Huntington argues that immigration from Mexico is different from other immigration waves for a variety of reasons, including Mexico's proximity to the United States and the sheer scale of legal and illegal immigration from that country.

"Demographically, socially and culturally, the 'reconquista' (re-conquest) of the Southwest United States by Mexican immigrants is well under way," he writes. "This trend could consolidate the Mexican-dominant areas of the United States into an autonomous, culturally and linguistically distinct, and economically self-reliant bloc within the United States."


Critics pounced on the theory.

"This is really sad because this is the kind of thing we expect from xenophobes," said Rodolfo O. de la Garza, a professor at Columbia University, adding Huntington's analysis "has just gone nuts."

Gabriela Lemus, policy director at the League of United Latin American Citizens, said Hispanic immigration to the United States during the 1990s was "really phenomenal," and rejected Huntington's assumption the immigrants had come to "divide and conquer."

"I do believe that, while we may not be assimilating at the same rates as we have in the past, little by little we are assimilating," she said.

Huntington's 1996 book, "The Clash of Civilizations and the Remaking of World Order," received wide attention after the Sept. 11 attacks with a theory that global politics would be dominated by "the clash of civilizations," raising the specter of a Western civilization headed for conflict with other cultures like Islam.

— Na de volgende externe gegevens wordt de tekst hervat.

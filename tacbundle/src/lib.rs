//! # tacbundle
//!
//! Collect diagnostic support bundles from Arista EOS switches and deliver
//! them to a support case.
//!
//! A run connects to one device (over SSH, or through the local `FastCli`
//! when running on the switch), reads its software version, and picks a
//! collection procedure:
//!
//! - EOS at or above the configured threshold gets the single-command
//!   `send support-bundle`.
//! - Older releases get a sequence of archive steps tarred into one bundle.
//!
//! The newest matching artifact on flash is then located and either
//! downloaded, or pushed by the device itself with SCP or FTP.
//!
//! ## Quick Start
//!
//! ```rust,no_run
//! use tacbundle::{
//!     Collector, CollectionJob, CollectorConfig, ExecutionMode, SessionManager,
//!     TransferRequest,
//! };
//! use tacbundle::input::PromptInput;
//! use tacbundle::transport::SshConnector;
//!
//! #[tokio::main]
//! async fn main() -> Result<(), tacbundle::Error> {
//!     let config = CollectorConfig::default();
//!     let manager = SessionManager::builder(SshConnector::default())
//!         .prompt_password()
//!         .build();
//!
//!     let collector = Collector::new(manager, config, ExecutionMode::Remote);
//!     let mut job = CollectionJob::new(Some("123456"), "000000")?;
//!     let report = collector
//!         .collect(
//!             &mut job,
//!             "leaf1.lab",
//!             "admin",
//!             &TransferRequest::download(),
//!             &PromptInput,
//!             std::future::pending(),
//!         )
//!         .await?;
//!
//!     println!("{:?}", report.outcome);
//!     Ok(())
//! }
//! ```

pub mod channel;
pub mod config;
pub mod decompress;
pub mod device;
pub mod error;
pub mod escape;
pub mod input;
pub mod job;
pub mod locator;
pub mod platform;
pub mod session;
pub mod strategy;
pub mod transfer;
pub mod transport;
pub mod version;

// Re-export main types for convenience
pub use config::CollectorConfig;
pub use device::{Device, ExecutionMode};
pub use error::{Error, ErrorKind, Result};
pub use job::{CollectionJob, Collector, JobReport, JobStatus};
pub use locator::{Artifact, ArtifactLocator};
pub use platform::PlatformDefinition;
pub use session::{CommandOutput, Session, SessionManager, TransportState};
pub use strategy::{CollectionContext, CollectionStrategy, Progress, Strategy};
pub use transfer::{Credentials, TransferKind, TransferOrchestrator, TransferOutcome, TransferRequest};
pub use transport::{AuthMethod, SshConfig};
pub use version::{StrategyKind, Version};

Huntington was out of the country and wouldn't be commenting until his new book, "Who We Are," is published, said his assistant, Beth Baiter.

A spokeswoman for Simon & Schuster Inc. didn't immediately return a message seeking comment. Neither did a spokesman for Harvard.

Er is dus blijkbaar een grootschalig complot gaande door Mexicanen om de VS te veroveren, en dat van een belangrijke geachte Harvard professor. Ik hoop dat mensen nu eindelijk doorkrijgen hoe gevaarlijk hij en de mensen die hij vertegenwoordigt daadwerkelijk zijn. Wellicht dat de volgende "terrorische" aanslag het werk zal zijn van hispanics.